(Provided data Opens)

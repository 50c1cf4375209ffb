// SPDX-License-Identifier: PolyForm-Noncommercial-1.0.0
// Copyright (c) 2025 Sylvex. All rights reserved.

//! # Common Test Utilities
//!
//! - `fixtures`: the cell test model as schemas and as descriptions
//! - `builders`: payload and description builders
//! - `assertions`: address space assertions
//! - `mocks`: counting decoder and recording listener

pub mod assertions;
pub mod builders;
pub mod fixtures;
pub mod mocks;

pub use assertions::*;
pub use builders::*;
pub use fixtures::*;
pub use mocks::*;

use std::sync::Once;
use tracing_subscriber::EnvFilter;

static INIT: Once = Once::new();

/// Initialize test logging. Safe to call from every test.
pub fn init_test_logging() {
    INIT.call_once(|| {
        let _ = tracing_subscriber::fmt()
            .with_env_filter(
                EnvFilter::try_from_default_env().unwrap_or_else(|_| EnvFilter::new("warn,uanode=debug")),
            )
            .with_test_writer()
            .try_init();
    });
}

/// Create a temporary directory for model files.
pub fn temp_test_dir(prefix: &str) -> tempfile::TempDir {
    tempfile::Builder::new()
        .prefix(prefix)
        .tempdir()
        .expect("Failed to create temp directory")
}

(Provided data Closes)

### What needs to be done
Out of the data above, give again only the lines starting at the one holding "Common Test Utilities" and ending at the one holding "pub use assertions::*;", unchanged.

### Answer to this task
//! # Common Test Utilities
//!
//! - `fixtures`: the cell test model as schemas and as descriptions
//! - `builders`: payload and description builders
//! - `assertions`: address space assertions
//! - `mocks`: counting decoder and recording listener

pub mod assertions;
pub mod builders;
pub mod fixtures;
pub mod mocks;

pub use assertions::*;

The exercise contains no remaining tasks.